It’s that time of year again. Chile roasting outside grocery stores. Hot air balloons hanging in the sky. Frosty nights and crunchy leaves.

And at work, that annual tradition known as performance reviews.

Now, I hate performance reviews. I know we have to. It’s a whole human resources thang. I get it. But I hate them. I hate giving them. I hate receiving mine. I just hate the whole process.

I got them done for my staff a couple weeks back. Got them done without incident, which was nice. It helped I had some new folks that were too new to review, so I was able to struggle through the few I had and get them completed.

My Lady Boss, on the other hand, has an inordinate amount of employees so it’s taken her longer. Yesterday was the last day to get ’em done, and we squeaked it in under the wire.

As usual, I walked in knowing I worked my arse off this year, and yet was scared. This happens every year. I somehow always think there’s something I’m missing. Something I failed to do. Something I did wrong and didn’t know it. So with shaking legs I sat down and took my medicine.

Like usual, it was fine. She had many nice things to say. My Lady Boss is fairly new to the department and I still don’t quite have a read on her, but now I got my report card. Now I know the teacher thinks I’m doing ok. (The best compliment was regarding the kick ass job my team did this year. They did all the work and it’s not fair I get the credit, but I’m proud as hell of each and every one of them.)

She had a couple items for “development” that were spot on, and I appreciate her feedback. She then would up the review by reminding me that in 2008 I shouldn’t argue so vocally and vehemently with (her boss) my Vice President. (I actually did this. I was angry. It was deserved. I don’t regret it. But her point was well taken. I *could* have presented my case a bit better…..)

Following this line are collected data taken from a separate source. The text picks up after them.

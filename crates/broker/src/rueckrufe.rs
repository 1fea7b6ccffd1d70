//! Rueckruf-Schnittstelle fuer die einbettende Anwendung
//!
//! Statt optionaler Callback-Felder stellt der Broker einen kleinen
//! Faehigkeits-Vertrag bereit: jede Methode hat eine leere
//! Standard-Implementierung, der Einbettende ueberschreibt nur was er
//! braucht. `NoopRueckrufe` steht ein wenn gar nichts gebraucht wird.

use switchboard_protocol::Nachricht;

use crate::registry::ClientRecord;

/// Einhaenge-Punkte des Brokers
///
/// Alle Methoden werden aus Verbindungs-Tasks heraus aufgerufen und
/// muessen deshalb schnell zurueckkehren; lange Arbeit gehoert in einen
/// eigenen Task.
pub trait BrokerRueckrufe: Send + Sync {
    /// Eine gueltige Nachricht wurde von einem Client empfangen
    fn nachricht_empfangen(&self, _nachricht: &Nachricht) {}

    /// Der Server wurde gestoppt (Accept-Loop beendet)
    fn server_gestoppt(&self) {}

    /// Eine neue Verbindung wurde akzeptiert
    fn client_verbunden(&self, _client: &ClientRecord) {}

    /// Ein Client hat sich erfolgreich angemeldet
    fn client_angemeldet(&self, _client: &ClientRecord) {}

    /// Ein Client wurde geraeumt (Verbindung beendet)
    fn client_getrennt(&self, _client: &ClientRecord) {}

    /// Freitext-Logmeldung des Brokers
    fn log_nachricht(&self, _text: &str) {}
}

/// Standard-Implementierung die alle Ereignisse verwirft
#[derive(Debug, Default, Clone, Copy)]
pub struct NoopRueckrufe;

impl BrokerRueckrufe for NoopRueckrufe {}
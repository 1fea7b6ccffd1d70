//! Registry – Einzige Autoritaet ueber Client- und Kanal-Zustand
//!
//! Zwei voneinander unabhaengige Sammlungen: Clients (indiziert nach
//! Quell-Adresse) und Kanaele (indiziert nach Kennung). Lesezugriffe
//! liefern Schnappschuesse die ohne weitere Sperren iteriert werden
//! koennen.
//!
//! ## Sperr-Disziplin
//! Keine Methode ruft eine andere Registry-Methode auf waehrend sie
//! einen Shard-Guard haelt; Schluessel werden zuerst gesammelt, dann
//! wird mutiert. Sammlungsuebergreifende Arbeit (Benachrichtigungen
//! nach Kanal-Loeschung) passiert ausserhalb: die Methoden geben die
//! betroffenen Empfaenger zurueck und der Aufrufer verschickt.

use chrono::{DateTime, Utc};
use dashmap::DashMap;
use std::net::SocketAddr;
use std::sync::Arc;

use switchboard_core::{ChannelGuid, ClientGuid};

use crate::broadcast::ClientSender;

// ---------------------------------------------------------------------------
// Records
// ---------------------------------------------------------------------------

/// Zustand einer verbundenen Client-Verbindung
///
/// Vor der Anmeldung ist der Client nur ueber seine Quell-Adresse
/// adressierbar; `guid` und `email` werden beim Login gesetzt.
#[derive(Debug, Clone)]
pub struct ClientRecord {
    pub guid: Option<ClientGuid>,
    pub email: Option<String>,
    pub adresse: SocketAddr,
    /// Transport-Griff: Send-Queue des Verbindungs-Tasks
    pub sender: ClientSender,
    pub angemeldet: bool,
    pub erstellt_am: DateTime<Utc>,
    pub aktualisiert_am: DateTime<Utc>,
}
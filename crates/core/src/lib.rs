//! switchboard-core – Gemeinsame Typen und Fehlertypen
//!
//! Dieses Crate stellt die fundamentalen Bausteine bereit, die von allen
//! anderen Switchboard-Crates gemeinsam genutzt werden.

pub mod error;
pub mod types;

// Re-Exporte fuer bequemen Zugriff
pub use error::{Result, SwitchboardError};
pub use types::{ChannelGuid, ClientGuid, MessageId, SERVER_GUID};
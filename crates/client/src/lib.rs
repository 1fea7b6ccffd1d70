//! switchboard-client – Client-Bibliothek fuer den Switchboard-Broker
//!
//! Baut eine TCP-Verbindung zum Broker auf, wickelt Login und
//! Kommandos ab und stellt synchrone Anfragen ueber den
//! [`SyncKorrelator`] zu. Ein Hintergrund-Task liest laufend vom
//! Socket und routet:
//!
//! - `HeartbeatRequest` → stillschweigend konsumiert (keine Antwort)
//! - Sync-Antworten → in den Korrelator, der Warter wird geweckt
//! - Sync-Anfragen anderer Clients → an den `sync_anfrage`-Rueckruf,
//!   dessen Ergebnis als Sync-Antwort zurueckgeht
//! - alles andere → an den `nachricht`-Rueckruf

pub mod error;
pub mod korrelation;

pub use error::{ClientError, ClientResult};
pub use korrelation::SyncKorrelator;

use std::sync::Arc;
use std::time::Duration;

use chrono::Utc;
use futures_util::{SinkExt, StreamExt};
use serde_json::Value;
use tokio::net::{TcpStream, ToSocketAddrs};
use tokio::sync::mpsc;
use tokio::task::JoinHandle;
use tokio_util::codec::Framed;

use switchboard_core::{ChannelGuid, ClientGuid, MessageId};
use switchboard_protocol::{
    Befehl, ClientInfo, Dekodiert, FrameCodec, KanalAnfrage, KanalInfo, Nachricht,
};

/// Groesse der Schreib-Queue des Clients
const SCHREIB_QUEUE_GROESSE: usize = 64;

// ---------------------------------------------------------------------------
// Konfiguration & Rueckrufe
// ---------------------------------------------------------------------------

/// Konfiguration der Client-Bibliothek
#[derive(Debug, Clone)]
pub struct ClientKonfig {
    /// Frist fuer synchrone Anfragen in Millisekunden
    pub sync_timeout_ms: u64,
}

impl Default for ClientKonfig {
    fn default() -> Self {
        Self {
            sync_timeout_ms: 10_000,
        }
    }
}

/// Rueckruf fuer asynchron zugestellte Nachrichten
pub type NachrichtRueckruf = Arc<dyn Fn(Nachricht) + Send + Sync>;

/// Rueckruf fuer eingehende Sync-Anfragen anderer Clients
///
/// Das Ergebnis (falls vorhanden) geht als Sync-Antwort an den
/// urspruenglichen Absender zurueck.
pub type SyncAnfrageRueckruf = Arc<dyn Fn(Nachricht) -> Option<Value> + Send + Sync>;

/// Einhaenge-Punkte der Client-Bibliothek; alle optional
#[derive(Default, Clone)]
pub struct ClientRueckrufe {
    pub nachricht: Option<NachrichtRueckruf>,
    pub sync_anfrage: Option<SyncAnfrageRueckruf>,
}

// ---------------------------------------------------------------------------
// BrokerClient
// ---------------------------------------------------------------------------

/// Geteilter Kennungs-Speicher (nach dem Login gesetzt)
type GuidZelle = Arc<std::sync::RwLock<Option<ClientGuid>>>;

/// Verbindung eines Clients zum Switchboard-Broker
pub struct BrokerClient {
    guid: GuidZelle,
    sende_tx: mpsc::Sender<Nachricht>,
    korrelator: Arc<SyncKorrelator>,
    lese_task: JoinHandle<()>,
    schreib_task: JoinHandle<()>,
    sweep_task: JoinHandle<()>,
}

impl BrokerClient {
    /// Baut eine TCP-Verbindung zum Broker auf und startet die
    /// Hintergrund-Tasks (Leser, Schreiber, Sweep)
    pub async fn verbinden(
        adresse: impl ToSocketAddrs,
        konfig: ClientKonfig,
        rueckrufe: ClientRueckrufe,
    ) -> ClientResult<Self> {
        let stream = TcpStream::connect(adresse).await?;
        let framed = Framed::new(stream, FrameCodec::new());
        let (mut schreib_haelfte, mut lese_haelfte) = framed.split();

        let (sende_tx, mut sende_rx) = mpsc::channel::<Nachricht>(SCHREIB_QUEUE_GROESSE);
        let korrelator = SyncKorrelator::neu(Duration::from_millis(konfig.sync_timeout_ms));
        let sweep_task = SyncKorrelator::sweeper_starten(&korrelator);
        let guid: GuidZelle = Arc::new(std::sync::RwLock::new(None));

        // Schreiber: einziger Socket-Schreiber, gespeist aus der Queue
        let schreib_task = tokio::spawn(async move {
            while let Some(nachricht) = sende_rx.recv().await {
                if let Err(e) = schreib_haelfte.send(nachricht).await {
                    tracing::warn!(fehler = %e, "Schreiben zum Broker fehlgeschlagen");
                    break;
                }
            }
        });

        // Leser: routet alles Eingehende
        let lese_korrelator = Arc::clone(&korrelator);
        let lese_guid = Arc::clone(&guid);
        let lese_sende_tx = sende_tx.clone();
        let lese_task = tokio::spawn(async move {
            loop {
                match lese_haelfte.next().await {
                    Some(Ok(Dekodiert::Nachricht(nachricht))) => {
                        eingang_behandeln(
                            nachricht,
                            &lese_korrelator,
                            &rueckrufe,
                            &lese_guid,
                            &lese_sende_tx,
                        )
                        .await;
                    }
                    Some(Ok(Dekodiert::Fehlerhaft(grund))) => {
                        tracing::warn!(grund = %grund, "Undekodierbarer Frame vom Broker");
                    }
                    Some(Err(e)) => {
                        tracing::warn!(fehler = %e, "Lesefehler – Verbindung beendet");
                        break;
                    }
                    None => {
                        tracing::info!("Verbindung vom Broker getrennt");
                        break;
                    }
                }
            }
        });

        Ok(Self {
            guid,
            sende_tx,
            korrelator,
            lese_task,
            schreib_task,
            sweep_task,
        })
    }

    /// Gibt die eigene Kennung zurueck (nach dem Login gesetzt)
    pub fn guid(&self) -> Option<ClientGuid> {
        self.guid.read().ok().and_then(|g| g.clone())
    }

    /// Meldet den Client am Broker an
    ///
    /// Ohne `guid` vergibt der Server eine Kennung; sie steht danach
    /// ueber [`guid`](Self::guid) bereit.
    pub async fn anmelden(
        &self,
        guid: Option<ClientGuid>,
        email: &str,
        passwort: &str,
    ) -> ClientResult<Nachricht> {
        let mut anfrage = Nachricht::kommando(Befehl::Login);
        anfrage.sender_guid = guid;
        anfrage.email = Some(email.to_string());
        anfrage.password = Some(passwort.to_string());

        let antwort = self.anfrage_sync(anfrage).await?;
        let antwort = erfolg_pruefen(antwort)?;

        // Vergebene bzw. bestaetigte Kennung uebernehmen
        let vergeben = antwort
            .recipient_guid
            .clone()
            .ok_or_else(|| ClientError::Protokoll("Login-Antwort ohne Kennung".into()))?;
        if let Ok(mut zelle) = self.guid.write() {
            *zelle = Some(vergeben);
        }

        Ok(antwort)
    }

    /// Schickt eine Nachricht asynchron (Feuer-und-Vergessen)
    ///
    /// Eine etwaige Sende-Bestaetigung des Brokers kommt ueber den
    /// `nachricht`-Rueckruf herein.
    pub async fn senden(&self, nachricht: Nachricht) -> ClientResult<()> {
        self.sende_tx
            .send(nachricht)
            .await
            .map_err(|_| ClientError::Getrennt)
    }

    /// Schickt eine Anfrage synchron und wartet auf die Antwort
    ///
    /// Setzt `SyncRequest` und registriert die `MessageId` im
    /// Korrelator; die Antwort kommt ueber den Lese-Task herein.
    pub async fn anfrage_sync(&self, mut anfrage: Nachricht) -> ClientResult<Nachricht> {
        let id = anfrage.message_id.clone().unwrap_or_default();
        anfrage.message_id = Some(id.clone());
        anfrage.sync_request = true;
        if anfrage.created_utc.is_none() {
            anfrage.created_utc = Some(Utc::now());
        }

        let rx = self.korrelator.registrieren(id.clone()).await?;
        self.senden(anfrage).await?;
        self.korrelator.warten(&id, rx).await
    }

    /// Diagnose: Echo mit beliebiger Nutzlast
    pub async fn echo(&self, data: Value) -> ClientResult<Nachricht> {
        let mut anfrage = self.kommando(Befehl::Echo)?;
        anfrage.data = Some(data);
        erfolg_pruefen(self.anfrage_sync(anfrage).await?)
    }

    /// Schickt eine Direkt-Nachricht asynchron an einen Client
    pub async fn privat_senden(&self, empfaenger: ClientGuid, data: Value) -> ClientResult<()> {
        let mut nachricht = self.nutzlast()?;
        nachricht.recipient_guid = Some(empfaenger);
        nachricht.data = Some(data);
        self.senden(nachricht).await
    }

    /// Schickt eine Direkt-Nachricht synchron und wartet auf die
    /// Antwort des Gegenuebers
    pub async fn privat_senden_sync(
        &self,
        empfaenger: ClientGuid,
        data: Value,
    ) -> ClientResult<Nachricht> {
        let mut nachricht = self.nutzlast()?;
        nachricht.recipient_guid = Some(empfaenger);
        nachricht.data = Some(data);
        self.anfrage_sync(nachricht).await
    }

    /// Schickt eine Nachricht asynchron in einen Kanal
    pub async fn kanal_senden(&self, kanal: ChannelGuid, data: Value) -> ClientResult<()> {
        let mut nachricht = self.nutzlast()?;
        nachricht.channel_guid = Some(kanal);
        nachricht.data = Some(data);
        self.senden(nachricht).await
    }

    /// Legt einen Kanal an
    pub async fn kanal_erstellen(
        &self,
        kanal: ChannelGuid,
        name: &str,
        privat: bool,
    ) -> ClientResult<Nachricht> {
        let mut anfrage = self.kommando(Befehl::CreateChannel)?;
        anfrage.channel_guid = Some(kanal);
        anfrage.data = serde_json::to_value(KanalAnfrage {
            channel_name: name.to_string(),
            private: privat,
        })
        .ok();
        erfolg_pruefen(self.anfrage_sync(anfrage).await?)
    }

    /// Tritt einem Kanal bei
    pub async fn kanal_beitreten(&self, kanal: ChannelGuid) -> ClientResult<Nachricht> {
        let mut anfrage = self.kommando(Befehl::JoinChannel)?;
        anfrage.channel_guid = Some(kanal);
        erfolg_pruefen(self.anfrage_sync(anfrage).await?)
    }

    /// Verlaesst einen Kanal (als Besitzer: loest ihn auf)
    pub async fn kanal_verlassen(&self, kanal: ChannelGuid) -> ClientResult<Nachricht> {
        let mut anfrage = self.kommando(Befehl::LeaveChannel)?;
        anfrage.channel_guid = Some(kanal);
        erfolg_pruefen(self.anfrage_sync(anfrage).await?)
    }

    /// Loescht einen eigenen Kanal
    pub async fn kanal_loeschen(&self, kanal: ChannelGuid) -> ClientResult<Nachricht> {
        let mut anfrage = self.kommando(Befehl::DeleteChannel)?;
        anfrage.channel_guid = Some(kanal);
        erfolg_pruefen(self.anfrage_sync(anfrage).await?)
    }

    /// Listet die sichtbaren Kanaele auf
    pub async fn kanaele_auflisten(&self) -> ClientResult<Vec<KanalInfo>> {
        let anfrage = self.kommando(Befehl::ListChannels)?;
        let antwort = erfolg_pruefen(self.anfrage_sync(anfrage).await?)?;
        liste_lesen(antwort)
    }

    /// Listet die Abonnenten eines Kanals auf
    pub async fn kanal_abonnenten(&self, kanal: ChannelGuid) -> ClientResult<Vec<ClientInfo>> {
        let mut anfrage = self.kommando(Befehl::ListChannelSubscribers)?;
        anfrage.channel_guid = Some(kanal);
        let antwort = erfolg_pruefen(self.anfrage_sync(anfrage).await?)?;
        liste_lesen(antwort)
    }

    /// Listet alle angemeldeten Clients auf
    pub async fn clients_auflisten(&self) -> ClientResult<Vec<ClientInfo>> {
        let anfrage = self.kommando(Befehl::ListClients)?;
        let antwort = erfolg_pruefen(self.anfrage_sync(anfrage).await?)?;
        liste_lesen(antwort)
    }

    /// Prueft ob ein Client mit der Kennung verbunden ist
    pub async fn ist_client_verbunden(&self, ziel: &ClientGuid) -> ClientResult<bool> {
        let mut anfrage = self.kommando(Befehl::IsClientConnected)?;
        anfrage.data = Some(Value::String(ziel.as_str().to_string()));
        let antwort = erfolg_pruefen(self.anfrage_sync(anfrage).await?)?;
        antwort
            .data
            .as_ref()
            .and_then(|v| v.as_bool())
            .ok_or_else(|| ClientError::Protokoll("Bool-Antwort erwartet".into()))
    }

    /// Trennt die Verbindung und beendet die Hintergrund-Tasks
    pub fn trennen(self) {
        // Drop raeumt Tasks und Socket
    }

    // -----------------------------------------------------------------------
    // Interne Hilfsmethoden
    // -----------------------------------------------------------------------

    /// Kommando-Envelope mit eigener Kennung als Absender
    fn kommando(&self, befehl: Befehl) -> ClientResult<Nachricht> {
        let guid = self.guid().ok_or(ClientError::NichtAngemeldet)?;
        let mut nachricht = Nachricht::kommando(befehl);
        nachricht.sender_guid = Some(guid);
        Ok(nachricht)
    }

    /// Nutzlast-Envelope (ohne Kommando) mit eigener Kennung
    fn nutzlast(&self) -> ClientResult<Nachricht> {
        let guid = self.guid().ok_or(ClientError::NichtAngemeldet)?;
        let mut nachricht = Nachricht::neu();
        nachricht.sender_guid = Some(guid);
        nachricht.message_id = Some(MessageId::new());
        nachricht.created_utc = Some(Utc::now());
        Ok(nachricht)
    }
}

impl Drop for BrokerClient {
    fn drop(&mut self) {
        self.lese_task.abort();
        self.schreib_task.abort();
        self.sweep_task.abort();
    }
}

// ---------------------------------------------------------------------------
// Eingangs-Routing
// ---------------------------------------------------------------------------

/// Routet eine vom Broker empfangene Nachricht
async fn eingang_behandeln(
    nachricht: Nachricht,
    korrelator: &Arc<SyncKorrelator>,
    rueckrufe: &ClientRueckrufe,
    guid: &GuidZelle,
    sende_tx: &mpsc::Sender<Nachricht>,
) {
    // Server-Herzschlaege werden stillschweigend konsumiert
    if matches!(nachricht.befehl(), Some(Befehl::HeartbeatRequest)) {
        return;
    }

    // Sync-Antworten in den Korrelator; unaufgeforderte fallen durch
    let nachricht = if nachricht.sync_response {
        match korrelator.zustellen(nachricht).await {
            None => return,
            Some(unaufgefordert) => unaufgefordert,
        }
    } else {
        nachricht
    };

    // Sync-Anfragen anderer Clients beantworten
    if nachricht.sync_request {
        if let Some(handler) = &rueckrufe.sync_anfrage {
            if let Some(daten) = handler(nachricht.clone()) {
                let mut antwort = Nachricht::neu();
                antwort.message_id = nachricht.message_id.clone();
                antwort.sender_guid = guid.read().ok().and_then(|g| g.clone());
                antwort.recipient_guid = nachricht.sender_guid.clone();
                antwort.sync_response = true;
                antwort.created_utc = Some(Utc::now());
                antwort.data = Some(daten);
                if sende_tx.send(antwort).await.is_err() {
                    tracing::debug!("Sync-Antwort nicht absetzbar (Verbindung weg)");
                }
            }
            return;
        }
    }

    if let Some(handler) = &rueckrufe.nachricht {
        handler(nachricht);
    }
}

/// Prueft das `Success`-Flag einer Server-Antwort
fn erfolg_pruefen(antwort: Nachricht) -> ClientResult<Nachricht> {
    match antwort.success {
        Some(true) => Ok(antwort),
        _ => {
            let grund = antwort
                .data
                .as_ref()
                .and_then(|v| v.as_str())
                .unwrap_or("unbekannt")
                .to_string();
            Err(ClientError::Server(grund))
        }
    }
}

/// Dekodiert eine Listen-Antwort aus dem `Data`-Feld
fn liste_lesen<T: serde::de::DeserializeOwned>(antwort: Nachricht) -> ClientResult<Vec<T>> {
    let data = antwort
        .data
        .ok_or_else(|| ClientError::Protokoll("Listen-Antwort ohne Data".into()))?;
    serde_json::from_value(data)
        .map_err(|e| ClientError::Protokoll(format!("Liste nicht lesbar: {e}")))
}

I got a better than average rating and a slightly better than average raise. However, “slightly better than average” at this company means “just slightly above the CPI”. It’s true, I checked. But you know what? I’ll take it. My friend who also works here got NO raise. Yep. Zip, zero, zilch, nada. And he worked hard this year. So my meager increase is something. With that, I’ll get back to work and rest easy for another year, at least on that front.

Ever forward, back into battle.

Hey, now that’s cool!

It’s no secret I’m a bit of a baseball fan. My team’s season ended in a blaze of humiliation, some 18 games out of first place. To make it worse, two teams from our division, the Arizona Diamondbacks and the Colorado Rockies made to the post season.

Oh the pain of watching the competition extend their season.

Been having a hard time deciding who to root for in post-season games. I think I’m loving the under-dog, whooda-thunkit magic season of the Rockies. So in the NL, they are my team (not a tough decision given the lightening in a bottle they have working), especially after rolling over the Diamondbacks in four straight games.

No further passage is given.